Exercise brief
Could you retype every line of the data underneath without altering anything?

(Entries shown Opens)

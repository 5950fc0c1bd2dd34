//! Stream writer task.

use std::io;
use std::time::Duration;

use peerchat_core::EndpointId;
use tokio::io::{AsyncWrite, AsyncWriteExt, BufWriter};

use crate::config::{DEFAULT_WRITER_BURST, DEFAULT_WRITER_PAUSE};
use crate::stream::PayloadSource;

/// Writer throttle: after every `burst` messages, sleep `pause`.
#[derive(Debug, Clone, Copy, PartialEq, Eq)]
pub struct WriterPacing {
    /// Messages per burst; zero disables pausing.
    pub burst: usize,
    /// Pause after each burst.
    pub pause: Duration,
}

impl Default for WriterPacing {
    fn default() -> Self {
        Self {
            burst: DEFAULT_WRITER_BURST,
            pause: DEFAULT_WRITER_PAUSE,
        }
    }
}

/// Why a writer stopped.
#[derive(Debug, Clone, Copy, PartialEq, Eq)]
pub enum WriterExit {
    /// The payload source has nothing more to send.
    SourceExhausted { sent: u64 },
    /// Writing or flushing failed; the stream is dead.
    WriteError { sent: u64, kind: io::ErrorKind },
}

/// Send every payload from `source` to `writer`, one line at a time.
///
/// Each payload is written with a single trailing newline and flushed before
/// the next one is pulled.
pub async fn run_writer<W>(
    peer: EndpointId,
    writer: W,
    mut source: Box<dyn PayloadSource>,
    pacing: WriterPacing,
) -> WriterExit
where
    W: AsyncWrite + Unpin,
{
    let mut writer = BufWriter::new(writer);
    let mut sent: u64 = 0;

    while let Some(payload) = source.next_payload().await {
        if let Err(e) = write_line(&mut writer, &payload).await {
            tracing::debug!(peer = %peer, sent, error = %e, "Stream write failed");
            return WriterExit::WriteError {
                sent,
                kind: e.kind(),
            };
        }
        sent += 1;
        tracing::trace!(peer = %peer, sent, "Line sent");

        if pacing.burst > 0 && sent % pacing.burst as u64 == 0 {
            tokio::time::sleep(pacing.pause).await;
        }
    }

    tracing::debug!(peer = %peer, sent, "Payload source exhausted");
    WriterExit::SourceExhausted { sent }
}

async fn write_line<W>(writer: &mut BufWriter<W>, payload: &str) -> io::Result<()>
where
    W: AsyncWrite + Unpin,
{
    writer.write_all(payload.trim_end_matches('\n').as_bytes()).await?;
    writer.write_all(b"\n").await?;
    writer.flush().await
}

(Entries shown Closes)

Task answer
repository 5950fc0c1bd2dd34
//! Stream writer task.

use std::io;
use std::time::Duration;

use peerchat_core::EndpointId;
use tokio::io::{AsyncWrite, AsyncWriteExt, BufWriter};

use crate::config::{DEFAULT_WRITER_BURST, DEFAULT_WRITER_PAUSE};
use crate::stream::PayloadSource;

/// Writer throttle: after every `burst` messages, sleep `pause`.
#[derive(Debug, Clone, Copy, PartialEq, Eq)]
pub struct WriterPacing {
    /// Messages per burst; zero disables pausing.
    pub burst: usize,
    /// Pause after each burst.
    pub pause: Duration,
}

impl Default for WriterPacing {
    fn default() -> Self {
        Self {
            burst: DEFAULT_WRITER_BURST,
            pause: DEFAULT_WRITER_PAUSE,
        }
    }
}

/// Why a writer stopped.
#[derive(Debug, Clone, Copy, PartialEq, Eq)]
pub enum WriterExit {
    /// The payload source has nothing more to send.
    SourceExhausted { sent: u64 },
    /// Writing or flushing failed; the stream is dead.
    WriteError { sent: u64, kind: io::ErrorKind },
}

/// Send every payload from `source` to `writer`, one line at a time.
///
/// Each payload is written with a single trailing newline and flushed before
/// the next one is pulled.
pub async fn run_writer<W>(
    peer: EndpointId,
    writer: W,
    mut source: Box<dyn PayloadSource>,
    pacing: WriterPacing,
) -> WriterExit
where
    W: AsyncWrite + Unpin,
{
    let mut writer = BufWriter::new(writer);
    let mut sent: u64 = 0;

    while let Some(payload) = source.next_payload().await {
        if let Err(e) = write_line(&mut writer, &payload).await {
            tracing::debug!(peer = %peer, sent, error = %e, "Stream write failed");
            return WriterExit::WriteError {
                sent,
                kind: e.kind(),
            };
        }
        sent += 1;
        tracing::trace!(peer = %peer, sent, "Line sent");

        if pacing.burst > 0 && sent % pacing.burst as u64 == 0 {
            tokio::time::sleep(pacing.pause).await;
        }
    }

    tracing::debug!(peer = %peer, sent, "Payload source exhausted");
    WriterExit::SourceExhausted { sent }
}

async fn write_line<W>(writer: &mut BufWriter<W>, payload: &str) -> io::Result<()>
where
    W: AsyncWrite + Unpin,
{
    writer.write_all(payload.trim_end_matches('\n').as_bytes()).await?;
    writer.write_all(b"\n").await?;
    writer.flush().await
}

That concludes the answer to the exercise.